I'm a generalist. I'll read just about anything, and have. I don't dislike or won't try something because of POV, mood, location, time it was written, or genre. I'll pick it up, read a few pages and bang, off I go. I'll even read badly written self-published, and have.
But books written in present tense? Thought I didn't like them until I wrote one myself - well a short story. I couldn't get it right, then saw everything happening right then, right there, playing out before me. I switched to present, all the while thinking OMG what am I doing?

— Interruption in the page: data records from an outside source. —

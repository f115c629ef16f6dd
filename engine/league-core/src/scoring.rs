//! Actual and projected fantasy points

use crate::cache::LeagueCache;
use crate::calendar::{WeekCalendar, WeekStatus};
use league_store::PlayerId;
use rand::Rng;
use std::sync::Arc;

/// Reads player scores from the league cache, gated by the week calendar
#[derive(Debug, Clone)]
pub struct ScoringAccessor {
    calendar: Arc<WeekCalendar>,
    cache: Arc<LeagueCache>,
    jitter: f64,
}

impl ScoringAccessor {
    pub fn new(calendar: Arc<WeekCalendar>, cache: Arc<LeagueCache>, jitter: f64) -> Self {
        Self { calendar, cache, jitter: jitter.max(0.0) }
    }

    pub fn week_status(&self, week: u32) -> WeekStatus {
        self.calendar.week_status(week)
    }

    /// Recorded score for the week; 0 before the week starts or when nothing
    /// was recorded
    pub fn actual_score(&self, player_id: PlayerId, week: u32) -> f64 {
        if self.week_status(week) == WeekStatus::Future {
            return 0.0;
        }
        self.cache
            .player(player_id)
            .and_then(|p| p.weekly_score(week))
            .unwrap_or(0.0)
    }

    pub fn projected_score(&self, player_id: PlayerId, week: u32) -> f64 {
        self.projected_score_with(player_id, week, &mut rand::thread_rng())
    }

    /// Projection from the previous week's score, else this week's, else the
    /// season projection; perturbed by up to the configured jitter and never
    /// negative
    pub fn projected_score_with<R: Rng + ?Sized>(&self, player_id: PlayerId, week: u32, rng: &mut R) -> f64 {
        let Some(player) = self.cache.player(player_id) else {
            return 0.0;
        };

        let baseline = week
            .checked_sub(1)
            .and_then(|previous| player.weekly_score(previous))
            .or_else(|| player.weekly_score(week))
            .unwrap_or(player.projected_points);

        let noise = if self.jitter > 0.0 { rng.gen_range(-self.jitter..=self.jitter) } else { 0.0 };
        (baseline + noise).max(0.0)
    }
}

#[cfg(test)]
mod tests {
    use super::*;
    use crate::calendar::{FixedClock, WeekWindow};
    use chrono::{TimeZone, Utc};
    use league_store::{InMemoryLeagueStore, LeagueSeed};
    use rand::rngs::StdRng;
    use rand::SeedableRng;

    async fn accessor(jitter: f64) -> (ScoringAccessor, Arc<FixedClock>) {
        let start = Utc.with_ymd_and_hms(2030, 9, 4, 0, 0, 0).unwrap();
        // Inside week 2
        let clock = Arc::new(FixedClock::new(start + chrono::Duration::days(8)));
        let calendar = Arc::new(WeekCalendar::new(WeekWindow::consecutive(start, 4), clock.clone()));

        let seed = LeagueSeed::default()
            .add_player(1, "Scorer", "RB", "SF", 15.0)
            .with_scores(1, &[10.0, 20.0, 30.0])
            .add_player(2, "Rookie", "WR", "DET", 1.0);
        let store = InMemoryLeagueStore::from_seed(seed).unwrap();
        let cache = Arc::new(LeagueCache::new());
        cache.refresh(&store).await.unwrap();

        (ScoringAccessor::new(calendar, cache, jitter), clock)
    }

    #[tokio::test]
    async fn test_actual_score_is_gated_by_week_status() {
        let (scoring, clock) = accessor(3.0).await;

        assert_eq!(scoring.actual_score(PlayerId(1), 1), 10.0);
        assert_eq!(scoring.actual_score(PlayerId(1), 2), 20.0);
        assert_eq!(scoring.actual_score(PlayerId(1), 3), 0.0);
        assert_eq!(scoring.actual_score(PlayerId(1), 9), 0.0);

        clock.advance(chrono::Duration::weeks(1));
        assert_eq!(scoring.actual_score(PlayerId(1), 3), 30.0);
        assert_eq!(scoring.actual_score(PlayerId(1), 4), 0.0);
    }

    #[tokio::test]
    async fn test_missing_scores_are_zero() {
        let (scoring, _) = accessor(3.0).await;
        assert_eq!(scoring.actual_score(PlayerId(2), 1), 0.0);
        assert_eq!(scoring.actual_score(PlayerId(404), 1), 0.0);
        assert_eq!(scoring.projected_score(PlayerId(404), 1), 0.0);
    }

    #[tokio::test]
    async fn test_projection_baseline_without_jitter() {
        let (scoring, _) = accessor(0.0).await;
        let mut rng = StdRng::seed_from_u64(7);

        // Previous week's score
        assert_eq!(scoring.projected_score_with(PlayerId(1), 3, &mut rng), 20.0);
        // Week 1 has no previous week, so its own score is used
        assert_eq!(scoring.projected_score_with(PlayerId(1), 1, &mut rng), 10.0);
        // Beyond recorded scores, fall back to the season projection
        assert_eq!(scoring.projected_score_with(PlayerId(1), 6, &mut rng), 15.0);
        assert_eq!(scoring.projected_score_with(PlayerId(2), 2, &mut rng), 1.0);
    }

    #[tokio::test]
    async fn test_projection_jitter_bounds_and_floor() {
        let (scoring, _) = accessor(3.0).await;
        let mut rng = StdRng::seed_from_u64(42);

        for _ in 0..500 {
            let projected = scoring.projected_score_with(PlayerId(1), 3, &mut rng);
            assert!((17.0..=23.0).contains(&projected), "{projected} out of range");

            let low = scoring.projected_score_with(PlayerId(2), 2, &mut rng);
            assert!((0.0..=4.0).contains(&low), "{low} out of range");
        }
    }
}
//! Roster store: reads and whole-roster writes against the league store

use crate::error::{LeagueError, Result};
use league_store::{LeagueStore, PlayerId, Roster, RosterWrite, TeamId};
use std::collections::HashSet;
use std::sync::Arc;

/// Both sides of a planned player exchange
#[derive(Debug, Clone, PartialEq, Eq)]
pub struct TransferPlan {
    pub from: Roster,
    pub to: Roster,
}

fn first_repeat(ids: &[PlayerId]) -> Option<PlayerId> {
    let mut seen = HashSet::new();
    ids.iter().copied().find(|id| !seen.insert(*id))
}

/// Plan moving `offered` from `from` to `to` and `requested` the other way
///
/// Every offered id must be on `from`'s roster and every requested id on
/// `to`'s roster. Removed players leave starters or bench; received players
/// always land at the end of the receiving bench. The input rosters keep their
/// versions so the store can detect a stale plan.
pub fn plan_transfer(
    from: &Roster,
    to: &Roster,
    offered: &[PlayerId],
    requested: &[PlayerId],
) -> Result<TransferPlan> {
    if from.team_id == to.team_id {
        return Err(LeagueError::invalid_trade("a team cannot trade with itself"));
    }
    if let Some(id) = first_repeat(offered).or_else(|| first_repeat(requested)) {
        return Err(LeagueError::invalid_trade(format!("player {id} is listed more than once")));
    }

    for &player_id in offered {
        if !from.contains(player_id) {
            return Err(LeagueError::PlayerNotOnRoster { player_id, team_id: from.team_id });
        }
    }
    for &player_id in requested {
        if !to.contains(player_id) {
            return Err(LeagueError::PlayerNotOnRoster { player_id, team_id: to.team_id });
        }
    }

    let mut from_after = from.clone();
    let mut to_after = to.clone();

    for &player_id in offered {
        from_after.remove_player(player_id);
    }
    for &player_id in requested {
        to_after.remove_player(player_id);
    }

    from_after.bench.extend_from_slice(requested);
    to_after.bench.extend_from_slice(offered);

    Ok(TransferPlan { from: from_after, to: to_after })
}

/// Turn a rejected roster write into the matching league error
pub(crate) fn roster_write_error(write: RosterWrite) -> LeagueError {
    match write {
        RosterWrite::Missing(team_id) => LeagueError::RosterNotFound { team_id },
        RosterWrite::Stale { team_id, expected, actual } => {
            LeagueError::StaleRoster { team_id, expected, actual }
        }
        RosterWrite::Conflict { player_id, owner } => LeagueError::PlayerAlreadyOwned { player_id, owner },
        RosterWrite::Applied(_) => {
            LeagueError::Store(league_store::StoreError::internal("applied write reported as failure"))
        }
    }
}

/// Roster reads and writes
///
/// Every write is planned from a fresh store read and committed with the
/// version it was read at.
#[derive(Clone)]
pub struct RosterStore {
    store: Arc<dyn LeagueStore>,
}

impl RosterStore {
    pub fn new(store: Arc<dyn LeagueStore>) -> Self {
        Self { store }
    }

    pub async fn get(&self, team_id: TeamId) -> Result<Option<Roster>> {
        Ok(self.store.load_roster(team_id).await?)
    }

    pub(crate) async fn require(&self, team_id: TeamId) -> Result<Roster> {
        self.get(team_id).await?.ok_or(LeagueError::RosterNotFound { team_id })
    }

    /// Team owning the player, if any
    pub async fn owner_of(&self, player_id: PlayerId) -> Result<Option<TeamId>> {
        let rosters = self.store.load_rosters().await?;
        Ok(rosters.into_iter().find(|r| r.contains(player_id)).map(|r| r.team_id))
    }

    /// Replace a team's starters and bench wholesale
    ///
    /// Starter count is not checked here. Ids may not repeat within the new
    /// roster and may not belong to another team.
    pub async fn replace(
        &self,
        team_id: TeamId,
        starters: Vec<PlayerId>,
        bench: Vec<PlayerId>,
    ) -> Result<Roster> {
        let current = self.require(team_id).await?;
        let updated = Roster { team_id, starters, bench, version: current.version };

        if let Some(player_id) = updated.first_duplicate() {
            return Err(LeagueError::DuplicatePlayer { player_id, team_id });
        }

        let rosters = self.store.load_rosters().await?;
        for other in rosters.iter().filter(|r| r.team_id != team_id) {
            if let Some(player_id) = updated.player_ids().find(|id| other.contains(*id)) {
                return Err(LeagueError::PlayerAlreadyOwned { player_id, owner: other.team_id });
            }
        }

        self.write_one(updated).await
    }

    /// Exchange players between two rosters in one atomic write
    pub async fn transfer_players(
        &self,
        from_team: TeamId,
        to_team: TeamId,
        offered: &[PlayerId],
        requested: &[PlayerId],
    ) -> Result<(Roster, Roster)> {
        let from = self.require(from_team).await?;
        let to = self.require(to_team).await?;
        let plan = plan_transfer(&from, &to, offered, requested)?;

        match self.store.update_rosters(&[plan.from, plan.to]).await? {
            RosterWrite::Applied(mut written) if written.len() == 2 => {
                let to_written = written.remove(1);
                let from_written = written.remove(0);
                tracing::info!(
                    "Transferred {:?} from team {} and {:?} from team {}",
                    offered,
                    from_team,
                    requested,
                    to_team
                );
                Ok((from_written, to_written))
            }
            RosterWrite::Applied(written) => Err(LeagueError::Store(
                league_store::StoreError::internal(format!(
                    "expected 2 rosters written, got {}",
                    written.len()
                )),
            )),
            rejected => Err(roster_write_error(rejected)),
        }
    }

    /// Commit a single planned roster
    pub(crate) async fn write_one(&self, roster: Roster) -> Result<Roster> {
        let team_id = roster.team_id;
        match self.store.update_rosters(std::slice::from_ref(&roster)).await? {
            RosterWrite::Applied(mut written) => written.pop().ok_or_else(|| {
                LeagueError::Store(league_store::StoreError::internal(format!(
                    "no roster returned for team {team_id}"
                )))
            }),
            rejected => Err(roster_write_error(rejected)),
        }
    }
}

#[cfg(test)]
mod tests {
    use super::*;
    use league_store::{InMemoryLeagueStore, LeagueSeed};
    use proptest::prelude::*;

    fn ids(raw: &[i64]) -> Vec<PlayerId> {
        raw.iter().copied().map(PlayerId).collect()
    }

    fn store() -> Arc<dyn LeagueStore> {
        let mut seed = LeagueSeed::default().add_team(1, "A").add_team(2, "B").add_team(3, "C");
        for id in 1..=12 {
            seed = seed.add_player(id, &format!("Player {id}"), "RB", "FA", 10.0);
        }
        let seed = seed.add_roster(1, &[1, 2, 3], &[4]).add_roster(2, &[5, 6, 7], &[8]);
        Arc::new(InMemoryLeagueStore::from_seed(seed).unwrap())
    }

    #[test]
    fn test_plan_transfer_scenario() {
        let a = Roster::new(TeamId(1), ids(&[1, 2, 3]), ids(&[4]));
        let b = Roster::new(TeamId(2), ids(&[5, 6, 7]), ids(&[8]));

        let plan = plan_transfer(&a, &b, &ids(&[4]), &ids(&[5])).unwrap();
        assert_eq!(plan.from.starters, ids(&[1, 2, 3]));
        assert_eq!(plan.from.bench, ids(&[5]));
        assert_eq!(plan.to.starters, ids(&[6, 7]));
        assert_eq!(plan.to.bench, ids(&[8, 4]));
        assert_eq!(plan.from.version, a.version);
    }

    #[test]
    fn test_plan_transfer_rejects_foreign_players() {
        let a = Roster::new(TeamId(1), ids(&[1, 2, 3]), ids(&[4]));
        let b = Roster::new(TeamId(2), ids(&[5, 6, 7]), ids(&[8]));

        let err = plan_transfer(&a, &b, &ids(&[5]), &ids(&[6])).unwrap_err();
        assert!(matches!(err, LeagueError::PlayerNotOnRoster { player_id: PlayerId(5), team_id: TeamId(1) }));

        let err = plan_transfer(&a, &b, &ids(&[4, 4]), &ids(&[5, 6])).unwrap_err();
        assert!(matches!(err, LeagueError::InvalidTrade { .. }));

        assert!(plan_transfer(&a, &a, &ids(&[4]), &ids(&[1])).is_err());
    }

    #[tokio::test]
    async fn test_transfer_players_writes_both_rosters() {
        let rosters = RosterStore::new(store());
        let (a, b) = rosters
            .transfer_players(TeamId(1), TeamId(2), &ids(&[4]), &ids(&[5]))
            .await
            .unwrap();

        assert_eq!(a.bench, ids(&[5]));
        assert_eq!(b.bench, ids(&[8, 4]));
        assert_eq!(a.version, 1);
        assert_eq!(rosters.get(TeamId(2)).await.unwrap().unwrap(), b);
    }

    #[tokio::test]
    async fn test_transfer_players_missing_roster() {
        let rosters = RosterStore::new(store());
        let err = rosters
            .transfer_players(TeamId(1), TeamId(3), &ids(&[4]), &[])
            .await
            .unwrap_err();
        assert!(matches!(err, LeagueError::RosterNotFound { team_id: TeamId(3) }));
        assert_eq!(rosters.get(TeamId(1)).await.unwrap().unwrap().bench, ids(&[4]));
    }

    #[tokio::test]
    async fn test_replace_reorders_lineup() {
        let rosters = RosterStore::new(store());
        let updated = rosters.replace(TeamId(1), ids(&[4, 2, 3]), ids(&[1])).await.unwrap();
        assert_eq!(updated.starters, ids(&[4, 2, 3]));
        assert_eq!(updated.bench, ids(&[1]));
        assert_eq!(updated.version, 1);
    }

    #[tokio::test]
    async fn test_replace_rejects_duplicates_and_foreign_players() {
        let rosters = RosterStore::new(store());

        let err = rosters.replace(TeamId(1), ids(&[1, 2, 3]), ids(&[3])).await.unwrap_err();
        assert!(matches!(err, LeagueError::DuplicatePlayer { player_id: PlayerId(3), .. }));

        let err = rosters.replace(TeamId(1), ids(&[1, 2, 3]), ids(&[8])).await.unwrap_err();
        assert!(matches!(err, LeagueError::PlayerAlreadyOwned { player_id: PlayerId(8), owner: TeamId(2) }));

        let err = rosters.replace(TeamId(3), vec![], vec![]).await.unwrap_err();
        assert!(matches!(err, LeagueError::RosterNotFound { .. }));
    }

    #[tokio::test]
    async fn test_owner_of() {
        let rosters = RosterStore::new(store());
        assert_eq!(rosters.owner_of(PlayerId(6)).await.unwrap(), Some(TeamId(2)));
        assert_eq!(rosters.owner_of(PlayerId(11)).await.unwrap(), None);
    }

    fn roster_pair() -> impl Strategy<Value = (Roster, Roster, Vec<PlayerId>, Vec<PlayerId>)> {
        // Split 1..=20 between two rosters, then pick subsets to trade
        (proptest::collection::vec(any::<bool>(), 20), any::<u64>(), any::<u64>()).prop_map(
            |(sides, offer_mask, request_mask)| {
                let mut a = Vec::new();
                let mut b = Vec::new();
                for (i, side) in sides.iter().enumerate() {
                    let id = PlayerId(i as i64 + 1);
                    if *side {
                        a.push(id)
                    } else {
                        b.push(id)
                    }
                }
                let split_a = a.len() / 2;
                let split_b = b.len() / 2;
                let from = Roster::new(TeamId(1), a[..split_a].to_vec(), a[split_a..].to_vec());
                let to = Roster::new(TeamId(2), b[..split_b].to_vec(), b[split_b..].to_vec());
                let offered: Vec<PlayerId> = a
                    .iter()
                    .enumerate()
                    .filter(|(i, _)| offer_mask & (1 << i) != 0)
                    .map(|(_, id)| *id)
                    .collect();
                let requested: Vec<PlayerId> = b
                    .iter()
                    .enumerate()
                    .filter(|(i, _)| request_mask & (1 << i) != 0)
                    .map(|(_, id)| *id)
                    .collect();
                (from, to, offered, requested)
            },
        )
    }

    proptest! {
        #[test]
        fn prop_transfer_moves_exactly_the_traded_players((from, to, offered, requested) in roster_pair()) {
            let plan = plan_transfer(&from, &to, &offered, &requested).unwrap();

            for id in &offered {
                prop_assert!(!plan.from.contains(*id));
                prop_assert!(plan.to.bench.contains(id));
            }
            for id in &requested {
                prop_assert!(!plan.to.contains(*id));
                prop_assert!(plan.from.bench.contains(id));
            }

            // No duplicates, nobody on both rosters, nobody lost
            prop_assert_eq!(plan.from.first_duplicate(), None);
            prop_assert_eq!(plan.to.first_duplicate(), None);
            prop_assert!(plan.from.player_ids().all(|id| !plan.to.contains(id)));
            prop_assert_eq!(plan.from.len() + plan.to.len(), from.len() + to.len());
        }
    }
}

But the story worked. I realized then that I should give present a chance and have since read several books and shorts written in present and liked them. I got so deeply into the last novel I finished, Kitty Foyle, I barely realized when the author threw in some present tense here and there. You're reading along, listening to this woman tell her story - almost always in the past - and then suddenly she's 'so we are doing this, and going here and saying this' - and I am wow. Brilliance. (The voice is powerful in that book, if anyone else has ever read it. It was written in 1939.)
Again, not knowing if I'm adding much here. I'm just a reading junkie. It seems to me if it has words, I'll read it. If it sucks me in by page four or five, I'm lost to it 'til the end.